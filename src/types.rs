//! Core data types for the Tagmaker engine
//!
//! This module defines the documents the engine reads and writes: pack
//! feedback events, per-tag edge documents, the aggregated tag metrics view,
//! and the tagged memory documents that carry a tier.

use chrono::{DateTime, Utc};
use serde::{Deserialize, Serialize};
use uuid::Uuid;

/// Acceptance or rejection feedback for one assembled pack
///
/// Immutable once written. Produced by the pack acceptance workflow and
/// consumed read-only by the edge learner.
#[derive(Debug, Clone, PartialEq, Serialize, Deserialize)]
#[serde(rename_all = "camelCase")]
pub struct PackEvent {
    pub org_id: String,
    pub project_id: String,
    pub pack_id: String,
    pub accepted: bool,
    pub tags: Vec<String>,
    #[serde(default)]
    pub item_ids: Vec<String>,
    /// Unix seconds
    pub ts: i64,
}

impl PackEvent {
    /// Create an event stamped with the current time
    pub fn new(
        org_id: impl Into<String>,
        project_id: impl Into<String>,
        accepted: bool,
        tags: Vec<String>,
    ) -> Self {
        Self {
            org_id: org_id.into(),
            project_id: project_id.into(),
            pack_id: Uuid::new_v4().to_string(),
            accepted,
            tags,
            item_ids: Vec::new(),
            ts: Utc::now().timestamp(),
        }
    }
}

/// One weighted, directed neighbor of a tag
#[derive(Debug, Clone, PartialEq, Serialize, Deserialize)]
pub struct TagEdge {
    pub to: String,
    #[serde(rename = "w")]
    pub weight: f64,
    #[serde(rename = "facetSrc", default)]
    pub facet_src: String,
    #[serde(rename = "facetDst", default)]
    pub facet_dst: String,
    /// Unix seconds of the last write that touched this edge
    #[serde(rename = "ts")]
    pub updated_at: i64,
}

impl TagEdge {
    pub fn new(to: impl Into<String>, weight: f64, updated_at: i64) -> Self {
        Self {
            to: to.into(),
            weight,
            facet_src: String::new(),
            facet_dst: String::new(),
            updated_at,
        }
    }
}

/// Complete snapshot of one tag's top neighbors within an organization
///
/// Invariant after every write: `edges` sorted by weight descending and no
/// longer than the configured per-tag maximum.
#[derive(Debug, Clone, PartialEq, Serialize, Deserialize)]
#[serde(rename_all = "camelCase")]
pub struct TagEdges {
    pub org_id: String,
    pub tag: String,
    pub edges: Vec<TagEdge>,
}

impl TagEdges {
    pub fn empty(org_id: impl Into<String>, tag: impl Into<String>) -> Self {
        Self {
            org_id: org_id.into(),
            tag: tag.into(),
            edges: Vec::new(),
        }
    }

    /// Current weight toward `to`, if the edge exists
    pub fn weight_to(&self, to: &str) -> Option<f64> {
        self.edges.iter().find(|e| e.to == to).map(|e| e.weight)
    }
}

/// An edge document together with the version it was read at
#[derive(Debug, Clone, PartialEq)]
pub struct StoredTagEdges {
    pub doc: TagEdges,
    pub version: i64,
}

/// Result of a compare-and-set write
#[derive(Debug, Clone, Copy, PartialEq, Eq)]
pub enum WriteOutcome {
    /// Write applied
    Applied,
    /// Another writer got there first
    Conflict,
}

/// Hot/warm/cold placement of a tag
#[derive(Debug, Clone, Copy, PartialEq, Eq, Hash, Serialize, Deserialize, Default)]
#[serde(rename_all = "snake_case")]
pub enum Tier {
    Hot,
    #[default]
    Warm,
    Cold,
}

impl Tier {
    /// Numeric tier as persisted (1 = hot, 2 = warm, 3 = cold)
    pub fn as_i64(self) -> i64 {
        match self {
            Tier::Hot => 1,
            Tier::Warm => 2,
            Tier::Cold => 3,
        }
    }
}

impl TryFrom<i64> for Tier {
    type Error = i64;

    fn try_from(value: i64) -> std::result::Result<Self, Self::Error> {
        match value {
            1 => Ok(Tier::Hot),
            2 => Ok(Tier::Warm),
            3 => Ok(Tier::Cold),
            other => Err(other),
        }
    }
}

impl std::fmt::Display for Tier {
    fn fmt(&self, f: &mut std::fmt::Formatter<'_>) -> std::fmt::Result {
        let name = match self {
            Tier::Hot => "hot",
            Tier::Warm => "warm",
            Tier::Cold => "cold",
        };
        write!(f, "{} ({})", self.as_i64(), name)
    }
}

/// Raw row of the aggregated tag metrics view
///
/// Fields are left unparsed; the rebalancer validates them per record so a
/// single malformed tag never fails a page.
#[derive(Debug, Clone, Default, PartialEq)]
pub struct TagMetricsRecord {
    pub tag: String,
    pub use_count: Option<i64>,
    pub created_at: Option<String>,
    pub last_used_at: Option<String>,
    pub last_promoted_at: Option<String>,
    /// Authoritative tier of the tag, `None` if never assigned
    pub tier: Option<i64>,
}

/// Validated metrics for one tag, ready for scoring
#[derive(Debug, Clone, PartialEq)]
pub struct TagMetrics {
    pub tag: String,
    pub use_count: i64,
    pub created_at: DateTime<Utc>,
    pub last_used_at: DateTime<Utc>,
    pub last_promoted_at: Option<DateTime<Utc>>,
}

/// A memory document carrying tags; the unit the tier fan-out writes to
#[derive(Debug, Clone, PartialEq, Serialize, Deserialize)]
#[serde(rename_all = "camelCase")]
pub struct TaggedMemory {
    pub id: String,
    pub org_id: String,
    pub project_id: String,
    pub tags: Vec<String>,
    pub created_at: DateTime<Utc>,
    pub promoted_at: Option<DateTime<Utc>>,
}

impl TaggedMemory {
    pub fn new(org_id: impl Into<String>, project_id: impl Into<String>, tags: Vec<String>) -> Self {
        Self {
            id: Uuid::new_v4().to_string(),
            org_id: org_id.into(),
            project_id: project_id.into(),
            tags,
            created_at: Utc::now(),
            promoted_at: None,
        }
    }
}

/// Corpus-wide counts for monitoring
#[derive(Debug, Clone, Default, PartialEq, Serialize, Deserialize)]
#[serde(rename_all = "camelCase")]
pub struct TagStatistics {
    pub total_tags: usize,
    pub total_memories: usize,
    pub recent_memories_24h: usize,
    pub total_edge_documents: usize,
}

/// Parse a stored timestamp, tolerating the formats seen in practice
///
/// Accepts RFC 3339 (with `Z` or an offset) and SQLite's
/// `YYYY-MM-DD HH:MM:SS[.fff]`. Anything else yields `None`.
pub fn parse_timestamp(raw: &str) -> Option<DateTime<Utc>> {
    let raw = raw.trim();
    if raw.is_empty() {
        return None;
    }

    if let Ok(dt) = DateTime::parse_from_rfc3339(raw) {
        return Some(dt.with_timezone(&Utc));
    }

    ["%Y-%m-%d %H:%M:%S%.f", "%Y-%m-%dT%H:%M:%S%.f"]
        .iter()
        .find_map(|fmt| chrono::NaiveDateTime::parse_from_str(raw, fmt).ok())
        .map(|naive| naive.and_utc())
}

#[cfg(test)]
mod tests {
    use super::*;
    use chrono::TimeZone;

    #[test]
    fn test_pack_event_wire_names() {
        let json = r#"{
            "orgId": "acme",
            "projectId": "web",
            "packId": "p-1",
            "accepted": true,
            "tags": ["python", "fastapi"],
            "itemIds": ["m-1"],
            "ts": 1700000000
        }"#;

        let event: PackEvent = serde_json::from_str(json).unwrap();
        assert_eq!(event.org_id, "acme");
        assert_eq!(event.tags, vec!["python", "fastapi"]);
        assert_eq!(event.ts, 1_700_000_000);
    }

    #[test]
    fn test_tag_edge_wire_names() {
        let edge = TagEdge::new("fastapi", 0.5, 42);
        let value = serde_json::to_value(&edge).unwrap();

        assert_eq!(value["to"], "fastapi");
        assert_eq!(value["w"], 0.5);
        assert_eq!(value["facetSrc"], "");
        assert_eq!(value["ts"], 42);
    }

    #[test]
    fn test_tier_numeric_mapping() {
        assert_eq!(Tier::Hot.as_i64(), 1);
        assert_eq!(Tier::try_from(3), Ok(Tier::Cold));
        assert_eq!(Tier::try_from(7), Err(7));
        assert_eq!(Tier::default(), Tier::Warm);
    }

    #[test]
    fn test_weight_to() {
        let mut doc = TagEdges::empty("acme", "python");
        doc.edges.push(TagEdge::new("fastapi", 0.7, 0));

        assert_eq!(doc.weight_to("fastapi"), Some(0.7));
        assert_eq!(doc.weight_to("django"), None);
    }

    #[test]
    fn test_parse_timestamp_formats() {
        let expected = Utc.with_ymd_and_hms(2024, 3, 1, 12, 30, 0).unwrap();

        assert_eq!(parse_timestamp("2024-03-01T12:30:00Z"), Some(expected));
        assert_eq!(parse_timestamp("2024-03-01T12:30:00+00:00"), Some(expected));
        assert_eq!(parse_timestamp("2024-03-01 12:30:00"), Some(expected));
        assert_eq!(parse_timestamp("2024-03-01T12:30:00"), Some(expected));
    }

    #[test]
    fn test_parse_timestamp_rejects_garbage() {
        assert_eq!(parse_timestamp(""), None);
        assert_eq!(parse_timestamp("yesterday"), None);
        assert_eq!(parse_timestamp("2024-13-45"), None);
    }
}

^^^^^^^^^^^^^^^^

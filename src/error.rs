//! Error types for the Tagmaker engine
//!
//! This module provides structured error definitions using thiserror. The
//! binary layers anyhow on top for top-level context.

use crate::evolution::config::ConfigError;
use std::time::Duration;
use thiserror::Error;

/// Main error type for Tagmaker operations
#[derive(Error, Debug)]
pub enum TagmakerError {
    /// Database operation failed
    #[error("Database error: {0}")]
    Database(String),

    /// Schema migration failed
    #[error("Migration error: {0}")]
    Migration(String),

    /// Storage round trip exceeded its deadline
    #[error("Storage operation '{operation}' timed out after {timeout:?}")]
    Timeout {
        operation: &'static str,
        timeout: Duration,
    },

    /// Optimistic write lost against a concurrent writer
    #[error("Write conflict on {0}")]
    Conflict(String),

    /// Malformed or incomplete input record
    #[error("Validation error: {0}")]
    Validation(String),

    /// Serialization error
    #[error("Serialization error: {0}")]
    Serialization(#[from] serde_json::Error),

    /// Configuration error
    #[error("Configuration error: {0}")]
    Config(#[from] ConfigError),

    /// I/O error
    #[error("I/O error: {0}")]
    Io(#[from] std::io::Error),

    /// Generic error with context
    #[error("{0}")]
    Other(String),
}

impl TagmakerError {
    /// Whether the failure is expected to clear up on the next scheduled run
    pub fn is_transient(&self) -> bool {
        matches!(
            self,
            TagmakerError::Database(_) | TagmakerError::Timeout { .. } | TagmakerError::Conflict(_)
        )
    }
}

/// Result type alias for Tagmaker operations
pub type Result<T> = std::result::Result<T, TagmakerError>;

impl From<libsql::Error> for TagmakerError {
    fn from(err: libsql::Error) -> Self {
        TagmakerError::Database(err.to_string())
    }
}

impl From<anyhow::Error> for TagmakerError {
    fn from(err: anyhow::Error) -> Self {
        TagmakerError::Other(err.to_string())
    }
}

^^^^^^^^^^^^^^^^

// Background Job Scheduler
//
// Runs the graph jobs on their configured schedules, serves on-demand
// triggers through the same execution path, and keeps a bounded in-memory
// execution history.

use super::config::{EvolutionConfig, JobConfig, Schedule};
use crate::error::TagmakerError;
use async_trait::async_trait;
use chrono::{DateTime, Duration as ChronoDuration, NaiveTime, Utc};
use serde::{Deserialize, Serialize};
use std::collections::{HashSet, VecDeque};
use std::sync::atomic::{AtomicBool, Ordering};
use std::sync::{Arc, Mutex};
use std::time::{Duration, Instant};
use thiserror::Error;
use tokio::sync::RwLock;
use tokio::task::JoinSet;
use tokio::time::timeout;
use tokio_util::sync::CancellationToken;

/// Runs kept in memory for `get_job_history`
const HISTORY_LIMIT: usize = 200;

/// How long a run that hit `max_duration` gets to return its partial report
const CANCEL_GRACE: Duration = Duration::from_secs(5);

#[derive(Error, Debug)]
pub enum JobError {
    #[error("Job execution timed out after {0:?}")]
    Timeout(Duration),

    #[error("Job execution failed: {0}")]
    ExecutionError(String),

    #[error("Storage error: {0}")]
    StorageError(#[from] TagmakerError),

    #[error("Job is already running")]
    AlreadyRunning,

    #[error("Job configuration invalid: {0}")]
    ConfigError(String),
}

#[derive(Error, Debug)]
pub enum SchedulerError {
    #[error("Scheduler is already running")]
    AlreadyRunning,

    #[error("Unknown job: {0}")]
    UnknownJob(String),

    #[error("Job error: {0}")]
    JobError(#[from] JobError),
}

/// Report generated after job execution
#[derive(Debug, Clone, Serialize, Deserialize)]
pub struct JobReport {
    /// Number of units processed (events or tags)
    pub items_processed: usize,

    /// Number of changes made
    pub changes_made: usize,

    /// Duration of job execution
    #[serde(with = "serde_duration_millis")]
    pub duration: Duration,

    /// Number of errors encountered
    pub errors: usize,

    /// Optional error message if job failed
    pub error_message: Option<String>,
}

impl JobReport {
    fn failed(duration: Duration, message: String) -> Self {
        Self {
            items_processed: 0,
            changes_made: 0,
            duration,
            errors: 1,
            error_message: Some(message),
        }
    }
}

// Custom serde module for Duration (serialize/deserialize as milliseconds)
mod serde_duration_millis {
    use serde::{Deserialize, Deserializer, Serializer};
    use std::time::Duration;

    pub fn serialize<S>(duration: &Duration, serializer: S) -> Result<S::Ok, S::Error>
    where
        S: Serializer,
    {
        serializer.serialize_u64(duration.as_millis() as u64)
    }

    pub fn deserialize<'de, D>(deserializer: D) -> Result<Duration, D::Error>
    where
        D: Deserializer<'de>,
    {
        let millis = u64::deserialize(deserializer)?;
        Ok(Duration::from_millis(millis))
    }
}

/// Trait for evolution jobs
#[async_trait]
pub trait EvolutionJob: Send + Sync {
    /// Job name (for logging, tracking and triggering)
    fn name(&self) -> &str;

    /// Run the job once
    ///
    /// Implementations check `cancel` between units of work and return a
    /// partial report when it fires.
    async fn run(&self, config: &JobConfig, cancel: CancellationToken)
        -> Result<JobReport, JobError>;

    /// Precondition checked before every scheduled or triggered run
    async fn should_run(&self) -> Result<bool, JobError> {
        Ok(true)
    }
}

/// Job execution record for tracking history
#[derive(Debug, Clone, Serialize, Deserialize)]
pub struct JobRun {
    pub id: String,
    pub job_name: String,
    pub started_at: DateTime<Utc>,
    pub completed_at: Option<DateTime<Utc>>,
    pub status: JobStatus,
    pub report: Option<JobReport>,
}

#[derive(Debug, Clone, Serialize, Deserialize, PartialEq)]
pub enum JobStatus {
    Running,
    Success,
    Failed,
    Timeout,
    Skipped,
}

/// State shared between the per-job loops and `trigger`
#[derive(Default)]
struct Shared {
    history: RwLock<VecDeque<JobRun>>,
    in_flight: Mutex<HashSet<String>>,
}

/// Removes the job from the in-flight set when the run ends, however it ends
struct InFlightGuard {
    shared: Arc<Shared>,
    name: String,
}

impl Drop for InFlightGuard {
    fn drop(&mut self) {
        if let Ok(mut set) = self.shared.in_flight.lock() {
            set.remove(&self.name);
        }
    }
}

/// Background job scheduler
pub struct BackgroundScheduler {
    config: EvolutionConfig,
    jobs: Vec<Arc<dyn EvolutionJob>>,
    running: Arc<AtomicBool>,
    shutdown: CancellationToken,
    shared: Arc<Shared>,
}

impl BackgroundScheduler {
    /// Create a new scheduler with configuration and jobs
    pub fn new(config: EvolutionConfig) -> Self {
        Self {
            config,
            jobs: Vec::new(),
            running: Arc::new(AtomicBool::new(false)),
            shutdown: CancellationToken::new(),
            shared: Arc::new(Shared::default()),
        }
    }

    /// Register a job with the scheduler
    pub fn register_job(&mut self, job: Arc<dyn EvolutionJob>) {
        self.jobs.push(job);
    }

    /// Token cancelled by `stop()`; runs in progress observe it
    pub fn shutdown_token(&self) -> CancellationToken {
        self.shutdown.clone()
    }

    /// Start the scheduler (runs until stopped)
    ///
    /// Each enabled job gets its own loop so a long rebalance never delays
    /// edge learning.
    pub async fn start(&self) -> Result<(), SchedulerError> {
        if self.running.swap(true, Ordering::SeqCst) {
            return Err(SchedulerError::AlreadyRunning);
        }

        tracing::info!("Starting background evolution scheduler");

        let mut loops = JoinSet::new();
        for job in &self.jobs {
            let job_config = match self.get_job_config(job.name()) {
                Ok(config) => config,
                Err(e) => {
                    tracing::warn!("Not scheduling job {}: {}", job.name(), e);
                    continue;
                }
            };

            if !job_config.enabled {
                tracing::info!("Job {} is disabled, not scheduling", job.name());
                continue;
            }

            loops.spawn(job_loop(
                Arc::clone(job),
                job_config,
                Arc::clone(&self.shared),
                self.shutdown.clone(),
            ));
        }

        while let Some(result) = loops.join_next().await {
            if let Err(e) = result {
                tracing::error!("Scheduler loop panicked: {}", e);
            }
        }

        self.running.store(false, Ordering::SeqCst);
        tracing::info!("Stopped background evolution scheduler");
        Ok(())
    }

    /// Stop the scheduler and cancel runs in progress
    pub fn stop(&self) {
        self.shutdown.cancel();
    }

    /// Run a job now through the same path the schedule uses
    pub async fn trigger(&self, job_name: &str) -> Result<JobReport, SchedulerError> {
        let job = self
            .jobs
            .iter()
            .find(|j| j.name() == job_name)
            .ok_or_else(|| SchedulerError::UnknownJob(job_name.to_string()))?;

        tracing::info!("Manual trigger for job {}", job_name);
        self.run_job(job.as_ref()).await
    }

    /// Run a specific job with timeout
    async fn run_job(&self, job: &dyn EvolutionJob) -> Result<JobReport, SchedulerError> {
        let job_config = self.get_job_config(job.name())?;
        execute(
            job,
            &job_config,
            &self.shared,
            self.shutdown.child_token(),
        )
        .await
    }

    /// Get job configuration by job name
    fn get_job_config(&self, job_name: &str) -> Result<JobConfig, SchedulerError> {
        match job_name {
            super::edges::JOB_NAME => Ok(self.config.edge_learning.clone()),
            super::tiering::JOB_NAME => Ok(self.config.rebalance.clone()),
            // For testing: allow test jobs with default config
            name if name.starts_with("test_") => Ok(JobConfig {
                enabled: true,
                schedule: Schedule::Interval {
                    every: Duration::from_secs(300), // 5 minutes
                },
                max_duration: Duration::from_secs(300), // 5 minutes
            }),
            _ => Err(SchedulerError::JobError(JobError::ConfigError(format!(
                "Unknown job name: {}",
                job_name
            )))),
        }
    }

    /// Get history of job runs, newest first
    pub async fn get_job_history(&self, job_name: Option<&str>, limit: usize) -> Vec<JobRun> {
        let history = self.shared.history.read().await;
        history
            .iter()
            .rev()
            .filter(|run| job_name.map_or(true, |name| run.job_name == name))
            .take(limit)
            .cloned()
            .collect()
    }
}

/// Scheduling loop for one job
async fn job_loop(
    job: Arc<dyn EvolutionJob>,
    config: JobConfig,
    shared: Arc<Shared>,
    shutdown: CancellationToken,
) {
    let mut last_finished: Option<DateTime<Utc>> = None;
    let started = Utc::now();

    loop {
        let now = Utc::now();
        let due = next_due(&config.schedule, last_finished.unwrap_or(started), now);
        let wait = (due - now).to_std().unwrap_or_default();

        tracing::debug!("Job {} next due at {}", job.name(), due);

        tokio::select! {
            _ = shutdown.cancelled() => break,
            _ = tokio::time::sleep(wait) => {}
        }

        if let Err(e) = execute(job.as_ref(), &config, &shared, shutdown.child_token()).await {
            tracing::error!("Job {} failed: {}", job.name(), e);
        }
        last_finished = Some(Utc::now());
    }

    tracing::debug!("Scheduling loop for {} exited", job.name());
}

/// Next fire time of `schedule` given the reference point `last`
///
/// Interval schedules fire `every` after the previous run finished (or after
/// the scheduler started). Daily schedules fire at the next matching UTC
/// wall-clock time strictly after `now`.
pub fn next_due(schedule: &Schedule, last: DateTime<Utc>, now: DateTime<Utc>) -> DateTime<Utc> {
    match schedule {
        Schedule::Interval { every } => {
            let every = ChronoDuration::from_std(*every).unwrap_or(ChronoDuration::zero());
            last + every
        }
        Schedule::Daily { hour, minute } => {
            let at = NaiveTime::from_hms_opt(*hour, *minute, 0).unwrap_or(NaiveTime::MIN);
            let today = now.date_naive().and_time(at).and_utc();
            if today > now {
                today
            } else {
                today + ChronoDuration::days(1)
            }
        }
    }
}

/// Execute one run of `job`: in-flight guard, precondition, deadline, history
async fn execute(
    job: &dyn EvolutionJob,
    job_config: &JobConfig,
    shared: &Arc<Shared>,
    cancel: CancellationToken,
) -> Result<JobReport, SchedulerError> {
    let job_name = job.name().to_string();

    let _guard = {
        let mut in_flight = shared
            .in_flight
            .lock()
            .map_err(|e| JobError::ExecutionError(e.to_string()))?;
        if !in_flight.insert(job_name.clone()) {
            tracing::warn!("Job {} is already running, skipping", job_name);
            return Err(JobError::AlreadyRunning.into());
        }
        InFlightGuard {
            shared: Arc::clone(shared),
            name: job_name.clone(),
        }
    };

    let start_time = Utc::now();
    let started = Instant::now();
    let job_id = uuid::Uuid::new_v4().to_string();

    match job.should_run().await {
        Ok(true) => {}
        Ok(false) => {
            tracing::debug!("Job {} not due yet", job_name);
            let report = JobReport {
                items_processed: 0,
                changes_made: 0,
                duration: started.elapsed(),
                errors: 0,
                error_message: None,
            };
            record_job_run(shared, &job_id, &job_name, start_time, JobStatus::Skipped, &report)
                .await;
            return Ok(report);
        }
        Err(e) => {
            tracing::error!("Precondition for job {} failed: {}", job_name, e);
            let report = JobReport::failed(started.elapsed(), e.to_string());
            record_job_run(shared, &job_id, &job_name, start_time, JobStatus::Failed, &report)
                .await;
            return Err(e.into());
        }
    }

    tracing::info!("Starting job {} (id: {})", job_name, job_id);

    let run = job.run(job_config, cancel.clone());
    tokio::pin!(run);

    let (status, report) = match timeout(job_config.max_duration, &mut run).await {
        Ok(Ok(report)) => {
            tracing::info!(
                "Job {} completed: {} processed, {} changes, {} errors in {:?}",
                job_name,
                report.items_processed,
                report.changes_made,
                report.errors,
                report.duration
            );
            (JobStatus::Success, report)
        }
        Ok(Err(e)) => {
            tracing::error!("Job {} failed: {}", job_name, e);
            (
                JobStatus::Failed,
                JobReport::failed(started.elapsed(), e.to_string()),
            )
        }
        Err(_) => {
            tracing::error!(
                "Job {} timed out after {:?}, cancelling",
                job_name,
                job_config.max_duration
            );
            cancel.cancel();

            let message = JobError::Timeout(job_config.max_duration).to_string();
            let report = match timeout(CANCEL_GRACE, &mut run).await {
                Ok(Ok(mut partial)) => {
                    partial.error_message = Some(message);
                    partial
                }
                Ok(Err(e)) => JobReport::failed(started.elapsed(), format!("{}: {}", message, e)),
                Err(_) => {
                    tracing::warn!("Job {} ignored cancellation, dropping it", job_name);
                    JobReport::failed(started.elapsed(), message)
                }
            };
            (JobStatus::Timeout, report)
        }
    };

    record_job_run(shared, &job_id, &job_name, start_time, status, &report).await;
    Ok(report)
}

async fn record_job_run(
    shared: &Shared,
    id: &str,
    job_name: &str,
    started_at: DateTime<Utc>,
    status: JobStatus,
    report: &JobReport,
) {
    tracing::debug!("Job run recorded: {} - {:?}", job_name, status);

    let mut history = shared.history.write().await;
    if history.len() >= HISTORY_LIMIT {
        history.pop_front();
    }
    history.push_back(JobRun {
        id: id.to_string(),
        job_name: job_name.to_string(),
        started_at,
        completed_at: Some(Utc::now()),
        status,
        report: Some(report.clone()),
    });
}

^^^^^^^^^^^^^^^^

**Problem statement:**
Take every line of the material that contains the word "TagmakerError", and copy it.

**Result:**
pub enum TagmakerError {
impl TagmakerError {
            TagmakerError::Database(_) | TagmakerError::Timeout { .. } | TagmakerError::Conflict(_)
pub type Result<T> = std::result::Result<T, TagmakerError>;
impl From<libsql::Error> for TagmakerError {
        TagmakerError::Database(err.to_string())
impl From<anyhow::Error> for TagmakerError {
        TagmakerError::Other(err.to_string())
use crate::error::TagmakerError;
    StorageError(#[from] TagmakerError),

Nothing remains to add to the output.